• [What to work on]
A single number is the answer: the count of lines in the records that hold the word "when".

Dataset entries:
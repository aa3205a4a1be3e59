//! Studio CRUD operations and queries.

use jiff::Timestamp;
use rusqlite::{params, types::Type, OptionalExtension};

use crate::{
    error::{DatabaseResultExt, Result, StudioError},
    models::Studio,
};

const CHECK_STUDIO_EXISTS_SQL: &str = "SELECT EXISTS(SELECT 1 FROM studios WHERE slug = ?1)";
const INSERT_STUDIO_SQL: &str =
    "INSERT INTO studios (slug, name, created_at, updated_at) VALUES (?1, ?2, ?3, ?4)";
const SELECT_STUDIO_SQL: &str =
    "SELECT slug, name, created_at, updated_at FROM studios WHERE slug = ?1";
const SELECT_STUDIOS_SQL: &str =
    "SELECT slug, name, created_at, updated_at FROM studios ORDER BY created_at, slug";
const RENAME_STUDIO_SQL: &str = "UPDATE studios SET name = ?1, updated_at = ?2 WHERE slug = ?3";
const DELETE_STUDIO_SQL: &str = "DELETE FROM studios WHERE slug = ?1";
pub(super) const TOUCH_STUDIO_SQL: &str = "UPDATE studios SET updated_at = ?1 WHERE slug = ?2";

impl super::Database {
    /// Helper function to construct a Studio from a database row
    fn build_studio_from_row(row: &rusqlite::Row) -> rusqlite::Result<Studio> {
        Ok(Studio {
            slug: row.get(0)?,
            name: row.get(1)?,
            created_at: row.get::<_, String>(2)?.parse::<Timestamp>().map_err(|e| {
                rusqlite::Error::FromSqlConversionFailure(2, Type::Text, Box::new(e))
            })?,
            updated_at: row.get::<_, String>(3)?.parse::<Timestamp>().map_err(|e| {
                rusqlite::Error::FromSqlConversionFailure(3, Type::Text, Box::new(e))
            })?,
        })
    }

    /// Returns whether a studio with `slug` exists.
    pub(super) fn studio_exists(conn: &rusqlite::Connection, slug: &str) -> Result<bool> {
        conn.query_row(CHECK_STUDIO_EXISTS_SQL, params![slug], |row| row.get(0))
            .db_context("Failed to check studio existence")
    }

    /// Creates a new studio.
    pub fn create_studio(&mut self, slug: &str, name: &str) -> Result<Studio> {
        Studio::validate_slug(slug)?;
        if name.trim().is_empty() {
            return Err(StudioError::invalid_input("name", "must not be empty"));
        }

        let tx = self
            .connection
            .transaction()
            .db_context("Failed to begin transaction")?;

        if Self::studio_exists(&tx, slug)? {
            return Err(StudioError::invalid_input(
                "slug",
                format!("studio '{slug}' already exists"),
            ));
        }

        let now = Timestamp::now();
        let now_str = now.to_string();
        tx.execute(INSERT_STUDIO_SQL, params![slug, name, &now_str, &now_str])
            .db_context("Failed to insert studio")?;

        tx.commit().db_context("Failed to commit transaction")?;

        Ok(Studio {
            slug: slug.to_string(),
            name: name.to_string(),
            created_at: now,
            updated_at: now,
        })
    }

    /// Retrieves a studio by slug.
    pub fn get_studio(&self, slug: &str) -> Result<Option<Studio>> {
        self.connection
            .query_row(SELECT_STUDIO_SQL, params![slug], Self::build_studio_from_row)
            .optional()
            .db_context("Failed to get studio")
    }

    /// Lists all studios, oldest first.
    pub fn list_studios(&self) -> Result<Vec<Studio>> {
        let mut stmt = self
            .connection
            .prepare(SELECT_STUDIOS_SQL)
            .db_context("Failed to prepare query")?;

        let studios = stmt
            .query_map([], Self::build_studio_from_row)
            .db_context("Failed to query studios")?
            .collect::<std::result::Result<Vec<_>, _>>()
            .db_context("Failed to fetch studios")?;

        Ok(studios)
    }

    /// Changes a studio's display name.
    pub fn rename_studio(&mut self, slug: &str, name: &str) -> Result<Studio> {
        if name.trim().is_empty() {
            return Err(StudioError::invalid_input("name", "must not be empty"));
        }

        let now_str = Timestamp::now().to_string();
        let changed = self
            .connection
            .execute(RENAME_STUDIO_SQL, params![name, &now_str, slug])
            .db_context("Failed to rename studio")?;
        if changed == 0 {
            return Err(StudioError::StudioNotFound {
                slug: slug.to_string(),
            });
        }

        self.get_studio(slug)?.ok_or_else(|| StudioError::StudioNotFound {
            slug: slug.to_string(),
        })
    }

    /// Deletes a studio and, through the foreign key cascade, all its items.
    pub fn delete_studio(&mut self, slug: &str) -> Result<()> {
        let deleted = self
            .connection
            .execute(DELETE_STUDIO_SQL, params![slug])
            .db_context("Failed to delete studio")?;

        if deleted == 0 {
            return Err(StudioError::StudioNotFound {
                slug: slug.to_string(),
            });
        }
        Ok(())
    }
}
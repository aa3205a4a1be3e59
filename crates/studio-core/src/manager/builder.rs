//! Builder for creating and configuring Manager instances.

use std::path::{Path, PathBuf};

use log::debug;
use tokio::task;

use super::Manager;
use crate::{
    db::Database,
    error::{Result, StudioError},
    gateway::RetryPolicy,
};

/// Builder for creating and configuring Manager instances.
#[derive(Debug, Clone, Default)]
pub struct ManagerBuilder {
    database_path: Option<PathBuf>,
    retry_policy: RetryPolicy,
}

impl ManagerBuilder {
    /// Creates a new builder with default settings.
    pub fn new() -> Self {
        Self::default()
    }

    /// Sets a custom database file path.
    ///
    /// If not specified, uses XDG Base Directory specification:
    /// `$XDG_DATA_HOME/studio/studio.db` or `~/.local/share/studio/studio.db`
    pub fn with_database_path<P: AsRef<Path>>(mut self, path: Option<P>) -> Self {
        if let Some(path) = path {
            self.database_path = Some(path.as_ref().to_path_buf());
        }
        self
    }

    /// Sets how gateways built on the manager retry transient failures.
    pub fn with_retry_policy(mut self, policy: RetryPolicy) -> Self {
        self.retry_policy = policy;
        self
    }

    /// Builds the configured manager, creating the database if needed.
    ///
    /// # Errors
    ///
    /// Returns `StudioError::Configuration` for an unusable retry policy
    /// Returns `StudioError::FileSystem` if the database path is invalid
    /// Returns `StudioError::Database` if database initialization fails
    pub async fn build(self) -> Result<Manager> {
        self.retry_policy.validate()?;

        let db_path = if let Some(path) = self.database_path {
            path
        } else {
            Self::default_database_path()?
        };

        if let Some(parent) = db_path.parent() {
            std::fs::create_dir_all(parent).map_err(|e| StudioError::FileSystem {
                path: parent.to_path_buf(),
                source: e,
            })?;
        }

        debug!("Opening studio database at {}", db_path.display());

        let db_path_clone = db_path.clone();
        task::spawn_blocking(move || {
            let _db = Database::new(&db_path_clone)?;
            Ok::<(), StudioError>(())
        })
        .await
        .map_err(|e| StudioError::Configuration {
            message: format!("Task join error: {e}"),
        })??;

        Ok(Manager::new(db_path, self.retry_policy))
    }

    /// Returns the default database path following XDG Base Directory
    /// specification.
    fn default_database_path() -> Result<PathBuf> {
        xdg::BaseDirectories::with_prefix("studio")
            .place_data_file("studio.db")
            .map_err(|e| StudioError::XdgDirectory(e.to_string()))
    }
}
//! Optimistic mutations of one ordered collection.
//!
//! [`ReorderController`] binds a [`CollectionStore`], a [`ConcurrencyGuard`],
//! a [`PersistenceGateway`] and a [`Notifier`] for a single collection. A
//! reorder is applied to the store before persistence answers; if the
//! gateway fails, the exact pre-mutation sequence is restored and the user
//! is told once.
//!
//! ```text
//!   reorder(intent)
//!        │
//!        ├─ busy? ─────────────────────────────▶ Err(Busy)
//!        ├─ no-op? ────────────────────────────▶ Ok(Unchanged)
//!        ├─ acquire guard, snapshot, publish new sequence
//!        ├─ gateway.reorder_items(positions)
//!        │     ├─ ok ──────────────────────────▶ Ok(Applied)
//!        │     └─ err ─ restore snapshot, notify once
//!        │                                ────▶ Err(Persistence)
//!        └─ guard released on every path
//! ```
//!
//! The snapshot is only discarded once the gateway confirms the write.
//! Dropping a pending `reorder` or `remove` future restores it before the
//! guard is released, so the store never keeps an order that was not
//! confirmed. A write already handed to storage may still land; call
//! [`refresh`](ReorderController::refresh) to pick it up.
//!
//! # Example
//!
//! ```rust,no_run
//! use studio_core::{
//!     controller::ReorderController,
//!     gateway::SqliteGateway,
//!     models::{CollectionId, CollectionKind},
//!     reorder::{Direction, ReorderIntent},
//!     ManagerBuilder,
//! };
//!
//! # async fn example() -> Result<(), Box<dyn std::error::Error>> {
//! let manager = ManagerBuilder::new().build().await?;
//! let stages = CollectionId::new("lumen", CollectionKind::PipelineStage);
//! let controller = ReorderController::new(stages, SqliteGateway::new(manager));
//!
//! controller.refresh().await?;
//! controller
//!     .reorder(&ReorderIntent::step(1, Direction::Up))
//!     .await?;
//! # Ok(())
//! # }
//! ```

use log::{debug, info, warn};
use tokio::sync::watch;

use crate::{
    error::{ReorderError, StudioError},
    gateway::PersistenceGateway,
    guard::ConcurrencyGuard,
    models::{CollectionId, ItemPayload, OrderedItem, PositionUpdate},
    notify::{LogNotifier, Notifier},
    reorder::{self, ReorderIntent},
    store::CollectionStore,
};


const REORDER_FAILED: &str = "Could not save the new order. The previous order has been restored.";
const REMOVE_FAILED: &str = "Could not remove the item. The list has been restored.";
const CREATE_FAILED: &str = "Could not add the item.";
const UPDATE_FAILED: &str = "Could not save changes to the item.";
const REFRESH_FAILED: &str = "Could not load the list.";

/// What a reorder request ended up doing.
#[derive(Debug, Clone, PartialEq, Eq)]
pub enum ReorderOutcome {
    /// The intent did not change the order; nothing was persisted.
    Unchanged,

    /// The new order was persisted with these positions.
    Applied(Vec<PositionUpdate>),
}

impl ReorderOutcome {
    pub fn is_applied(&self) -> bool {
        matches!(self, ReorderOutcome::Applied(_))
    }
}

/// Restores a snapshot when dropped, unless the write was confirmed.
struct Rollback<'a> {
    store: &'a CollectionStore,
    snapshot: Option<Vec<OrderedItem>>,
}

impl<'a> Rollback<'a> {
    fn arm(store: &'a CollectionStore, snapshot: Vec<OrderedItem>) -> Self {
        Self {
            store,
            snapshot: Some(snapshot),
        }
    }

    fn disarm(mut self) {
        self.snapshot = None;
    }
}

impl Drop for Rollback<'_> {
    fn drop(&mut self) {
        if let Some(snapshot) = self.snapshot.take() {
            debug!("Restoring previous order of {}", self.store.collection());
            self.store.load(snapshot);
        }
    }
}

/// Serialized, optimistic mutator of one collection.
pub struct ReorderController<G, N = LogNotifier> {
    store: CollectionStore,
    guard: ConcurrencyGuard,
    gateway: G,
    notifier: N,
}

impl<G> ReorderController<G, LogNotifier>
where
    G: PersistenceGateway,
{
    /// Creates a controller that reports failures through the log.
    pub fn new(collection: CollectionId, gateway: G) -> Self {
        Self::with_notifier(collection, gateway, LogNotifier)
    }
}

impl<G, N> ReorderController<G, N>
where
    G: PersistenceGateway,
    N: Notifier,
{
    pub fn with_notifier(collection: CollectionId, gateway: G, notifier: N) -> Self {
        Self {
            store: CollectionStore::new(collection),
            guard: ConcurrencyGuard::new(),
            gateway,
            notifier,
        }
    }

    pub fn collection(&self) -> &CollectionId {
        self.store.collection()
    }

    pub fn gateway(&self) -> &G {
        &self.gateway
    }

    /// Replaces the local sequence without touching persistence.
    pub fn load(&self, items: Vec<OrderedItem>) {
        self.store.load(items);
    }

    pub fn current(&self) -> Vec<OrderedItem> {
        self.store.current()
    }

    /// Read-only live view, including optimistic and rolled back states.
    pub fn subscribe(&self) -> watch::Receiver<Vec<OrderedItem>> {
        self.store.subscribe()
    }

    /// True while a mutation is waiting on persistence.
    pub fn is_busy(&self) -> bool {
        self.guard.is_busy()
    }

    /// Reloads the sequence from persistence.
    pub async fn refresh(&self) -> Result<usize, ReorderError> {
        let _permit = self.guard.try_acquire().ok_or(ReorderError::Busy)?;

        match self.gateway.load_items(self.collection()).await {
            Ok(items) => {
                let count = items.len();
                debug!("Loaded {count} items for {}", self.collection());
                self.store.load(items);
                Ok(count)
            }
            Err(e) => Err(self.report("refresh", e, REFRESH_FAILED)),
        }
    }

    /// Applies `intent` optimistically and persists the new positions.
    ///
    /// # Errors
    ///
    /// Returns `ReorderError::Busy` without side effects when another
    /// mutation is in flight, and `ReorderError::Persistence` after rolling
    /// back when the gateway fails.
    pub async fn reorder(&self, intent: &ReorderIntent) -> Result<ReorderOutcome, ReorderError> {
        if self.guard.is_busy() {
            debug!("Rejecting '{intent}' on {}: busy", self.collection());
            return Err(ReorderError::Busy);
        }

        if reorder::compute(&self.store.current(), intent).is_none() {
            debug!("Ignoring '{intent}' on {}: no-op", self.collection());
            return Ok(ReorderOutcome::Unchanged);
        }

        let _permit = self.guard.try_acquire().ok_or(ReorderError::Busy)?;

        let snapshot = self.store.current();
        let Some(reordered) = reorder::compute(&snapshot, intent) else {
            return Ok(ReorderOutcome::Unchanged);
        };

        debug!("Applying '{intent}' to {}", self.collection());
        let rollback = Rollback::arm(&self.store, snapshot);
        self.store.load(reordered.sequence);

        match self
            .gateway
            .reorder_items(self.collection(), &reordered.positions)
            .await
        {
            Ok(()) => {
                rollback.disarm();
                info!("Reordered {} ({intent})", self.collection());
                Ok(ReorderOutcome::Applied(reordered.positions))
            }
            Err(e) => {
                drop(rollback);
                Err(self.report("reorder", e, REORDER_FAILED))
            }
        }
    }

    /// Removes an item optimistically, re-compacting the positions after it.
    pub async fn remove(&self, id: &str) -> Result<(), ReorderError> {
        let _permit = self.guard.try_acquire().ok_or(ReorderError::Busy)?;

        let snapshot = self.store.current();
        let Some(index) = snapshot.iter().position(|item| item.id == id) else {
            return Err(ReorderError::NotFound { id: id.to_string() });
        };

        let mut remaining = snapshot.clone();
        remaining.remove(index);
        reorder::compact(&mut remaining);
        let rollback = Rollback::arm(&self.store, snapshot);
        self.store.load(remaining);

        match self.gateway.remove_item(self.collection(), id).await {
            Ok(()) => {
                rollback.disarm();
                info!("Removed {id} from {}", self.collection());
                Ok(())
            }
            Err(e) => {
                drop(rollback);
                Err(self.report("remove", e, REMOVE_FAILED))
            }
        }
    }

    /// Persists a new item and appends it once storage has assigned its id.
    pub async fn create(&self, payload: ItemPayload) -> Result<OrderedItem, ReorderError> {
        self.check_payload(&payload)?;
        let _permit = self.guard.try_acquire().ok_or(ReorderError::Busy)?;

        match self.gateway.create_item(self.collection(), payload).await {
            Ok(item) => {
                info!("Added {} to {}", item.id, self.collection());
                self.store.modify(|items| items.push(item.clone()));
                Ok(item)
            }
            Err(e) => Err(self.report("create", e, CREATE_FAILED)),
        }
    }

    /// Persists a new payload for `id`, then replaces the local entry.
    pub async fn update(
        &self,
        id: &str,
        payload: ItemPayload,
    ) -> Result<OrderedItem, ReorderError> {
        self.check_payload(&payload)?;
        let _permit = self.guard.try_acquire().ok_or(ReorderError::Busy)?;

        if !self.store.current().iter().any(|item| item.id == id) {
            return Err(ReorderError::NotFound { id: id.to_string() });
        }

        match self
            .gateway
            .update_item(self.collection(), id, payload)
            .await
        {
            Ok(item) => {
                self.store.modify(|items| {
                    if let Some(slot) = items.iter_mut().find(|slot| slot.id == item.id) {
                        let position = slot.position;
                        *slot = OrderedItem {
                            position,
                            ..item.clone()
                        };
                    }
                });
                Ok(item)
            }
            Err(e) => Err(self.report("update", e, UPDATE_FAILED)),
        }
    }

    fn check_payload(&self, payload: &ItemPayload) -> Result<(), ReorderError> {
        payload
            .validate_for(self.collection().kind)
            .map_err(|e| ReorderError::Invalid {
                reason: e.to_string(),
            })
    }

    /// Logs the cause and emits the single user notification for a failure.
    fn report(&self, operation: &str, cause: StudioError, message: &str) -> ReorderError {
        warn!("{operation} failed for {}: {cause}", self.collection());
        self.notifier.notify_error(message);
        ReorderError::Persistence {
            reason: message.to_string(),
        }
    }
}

• [Answer space]
3